Comparison of Vocabulary between Malay and Seletar
| English Translation | Malay | Malay (IPA) | Orang Seletar |
|---|---|---|---|
| road; path | jalan | dʒalan | dʒan |
| hand | tangan | taŋan | kɔkɔk |
| nose | hidung | hiduŋ | hidoŋ |
| to laugh | ketawa | kətawa | tɔʔ |
| to bite | gigit | gigit | gigit |
| I; 1SG | saya | saja | kamiʔ |
| one | satu | satu | satuʔ |
| two | dua | dua | dua |
| three | tiga | tiga | tiga |
| four | empat | əmpat | mpat |
| five | lima | lima | lima |
| six | enam | ənam | ənam |
| seven | tujuh | tujuh | tudʒo |
| eight | lapan | lapan | (l)apan |
| nine | sembilan | səmbilan | səmbilan |
| ten | sepuluh | səpuluh | səpulo |

== Grammar ==
Similar to Malay, Seletar does not have grammatical gender. Verbs are not inflected, and nouns do not decline for case. Seletar is an agglutinative language, and new words are formed by four methods: attaching affixes onto a root word (affixation), formation of a compound word (composition), repetition of words or portions of words (reduplication) or removing some intermediary sounds in words (clipping).

=== Affixation ===
Seletar verbs typically appear unaffixed, and information such as transitivity are interpreted based on context. Nominal affixes in Seletar usually carry derivative meanings.
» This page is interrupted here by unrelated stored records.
// Re-export glam for convenience
pub use glam::*;

mod aabb;
mod interval;
mod ray;
mod transform;

pub use aabb::Aabb;
pub use interval::Interval;
pub use ray::Ray;
pub use transform::Mat4Ext;

/// Tolerance used by intersection routines to reject degenerate
/// geometry (near-parallel rays, near-zero determinants) and to offset
/// secondary ray origins off the surface they spawn from.
pub const EPSILON: f32 = 1e-4;

#[cfg(test)]
mod tests {
    use super::*;

    #[test]
    fn test_vec3_creation() {
        let v = Vec3::new(1.0, 2.0, 3.0);
        assert_eq!(v.x, 1.0);
        assert_eq!(v.y, 2.0);
        assert_eq!(v.z, 3.0);
    }

    #[test]
    fn test_vec3_operations() {
        let a = Vec3::new(1.0, 2.0, 3.0);
        let b = Vec3::new(4.0, 5.0, 6.0);
        let c = a + b;
        assert_eq!(c, Vec3::new(5.0, 7.0, 9.0));
    }
}
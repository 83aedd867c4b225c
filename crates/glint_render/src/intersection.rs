//! Intersection records.

use glint_core::MaterialId;
use glint_math::{Vec2, Vec3};

/// The nearest surface hit found along a ray.
#[derive(Clone, Copy, Debug)]
pub struct Intersection {
    /// Ray parameter at the hit point
    pub t: f32,

    /// World-space hit position
    pub position: Vec3,

    /// World-space unit surface normal
    pub normal: Vec3,

    /// Surface parametrization at the hit, used for texture lookup
    pub uv: Vec2,

    /// Material of the surface that was hit
    pub material: MaterialId,
}

/// A hit in a primitive's local space, before transforming out.
///
/// The `t` parameter is shared with the world-space ray because the
/// local ray is derived without renormalizing its direction.
#[derive(Clone, Copy, Debug)]
pub(crate) struct LocalHit {
    pub t: f32,
    pub normal: Vec3,
    pub uv: Vec2,
}
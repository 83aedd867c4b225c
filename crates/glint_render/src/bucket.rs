//! Bucket-based tile decomposition.
//!
//! Divides the image into tiles (buckets) that can be rendered
//! independently and in parallel using rayon.

/// A rectangular region of the image to render.
#[derive(Debug, Clone, Copy)]
pub struct Bucket {
    /// X coordinate of bucket's top-left corner
    pub x: u32,
    /// Y coordinate of bucket's top-left corner
    pub y: u32,
    /// Width of the bucket in pixels
    pub width: u32,
    /// Height of the bucket in pixels
    pub height: u32,
    /// Index of this bucket in the render order
    pub index: usize,
}

impl Bucket {
    pub fn new(x: u32, y: u32, width: u32, height: u32, index: usize) -> Self {
        Self {
            x,
            y,
            width,
            height,
            index,
        }
    }

    /// Get the total number of pixels in this bucket.
    pub fn pixel_count(&self) -> u32 {
        self.width * self.height
    }
}

/// Default bucket size in pixels.
pub const DEFAULT_BUCKET_SIZE: u32 = 64;

/// Generate buckets for an image, sorted by distance from the center.
///
/// Center-out ordering shows the subject of the image first when
/// buckets are reported progressively.
pub fn generate_buckets(width: u32, height: u32, bucket_size: u32) -> Vec<Bucket> {
    let mut buckets = Vec::new();
    let mut index = 0;

    let mut y = 0;
    while y < height {
        let mut x = 0;
        while x < width {
            let bw = bucket_size.min(width - x);
            let bh = bucket_size.min(height - y);
            buckets.push(Bucket::new(x, y, bw, bh, index));
            index += 1;
            x += bucket_size;
        }
        y += bucket_size;
    }

    sort_center_out(&mut buckets, width, height);

    // Indices follow the final order; the per-bucket RNG seed hangs
    // off them, so they must be stable for a given resolution.
    for (i, bucket) in buckets.iter_mut().enumerate() {
        bucket.index = i;
    }

    buckets
}

fn sort_center_out(buckets: &mut [Bucket], width: u32, height: u32) {
    let center_x = width as f32 / 2.0;
    let center_y = height as f32 / 2.0;

    buckets.sort_by(|a, b| {
        let a_center_x = a.x as f32 + a.width as f32 / 2.0;
        let a_center_y = a.y as f32 + a.height as f32 / 2.0;
        let b_center_x = b.x as f32 + b.width as f32 / 2.0;
        let b_center_y = b.y as f32 + b.height as f32 / 2.0;

        let a_dist = (a_center_x - center_x).powi(2) + (a_center_y - center_y).powi(2);
        let b_dist = (b_center_x - center_x).powi(2) + (b_center_y - center_y).powi(2);

        a_dist.partial_cmp(&b_dist).unwrap_or(std::cmp::Ordering::Equal)
    });
}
The verbal and nominal affixes seen in Seletar are shown here with their Standard Malay counterparts:

| Seletar Affix | Malay Affix | English Gloss | Example Seletar | Example Malay | English Translation |
|---|---|---|---|---|---|
| N-, mə(N)- | mêng- | EVENT | tuŋgu → nuŋgu | tunggu → menunggu | to wait → to wait for |
| di- | di- | PASS | sədut → di-sədut | sedut → disedut | to suck → be sucked |
| bə- | bêr- | CONT/STAT/POSSN | dʒan → bə-dʒan | jalan → berjalan | road → to walk |
| tə- | têr- | PFV/INVOL | ekot → tə-ekot | ikut → terikut | to follow → to accidentally follow |
| -kan | -kan | TRANS | ekot → ekot-kan | ikut → ikutkan | to follow → to follow along |
| pə- (-an) | pêr-, pên(g) | NMLZ | lindoŋ → pə-lindoŋ | lindung → pêrlindung | to protect → shelter |
| -an | -an | RSLT | adʒar → adʒar-an | ajar → ajaran | to teach → lesson |
| kə- (-an) | kê- -an | ABSTR | turun → kə-turun-an | turun → keturunan | to descend → ancestry |

=== Composition ===
Compounds in Seletar can be formed from elements of different syntactic categories. Most commonly, the compounds formed are noun + noun, but other types exist. For example, masa "time" and budak "kid" can be combined to form masa budak "childhood". Noun + adjectives and verb + verb compounds also exist: uŋ asli "Orang Asli" is composed of the words for "people" and "original", while campo gaol "mix around" is composed of the words for "to mix" and "to mingle". Some words exist where words from minor classes are compounded, however this usually involves truncation: talada "unable" may be composed from tak "NEG" + ala "able" + ada "EXIST".

=== Reduplication ===
Seletar mainly uses full reduplication, while partial reduplication is rare. Full reduplication repeats the entire root, while partial reduplication repeats only part of the root. Some reduplicated forms also contain additional affixes. For example, səsama comes from the reduplication of the first consonant and an added schwa of the root word sama. Nouns are normally number-neutral, but reduplicated nouns commonly express plurality: anak means child, anak-anak means children; jaman means era, jaman-jaman means eras. The reduplication of verbs indicates that the action is being done repetitively or continuously. Additionally, reduplicated interrogative pronouns form indeterminates. Reduplication can also be used to add emphasis:

=== Clipping ===
Like many colloquial Malay varieties, Seletar speakers use words that are shorter and reduced in form compared to Standard or Formal Malay, or in some cases, Seletar itself:

| Seletar Clipping | Standard Malay/Seletar | English Translation |
|---|---|---|
| tak | tidak | NEG |
| da | sudah | COMPL |
| nak | hendak | want |
| ja | sahaja | only |
| tu | itu | that |
| də/kat | dekat | near, at |
| takda | tidak ada | NEG.EXIST |
| takpa | tidak apa | never mind |
| ka | ika | this |
| sən jə | macam jə | like so |

==In popular culture==
During the 2026 National Day Parade in Singapore, Orang Laut singer Asnida Daud performed a song in the Orang Seletar language titled Aok Diko which translates to "Yes, of course" in English.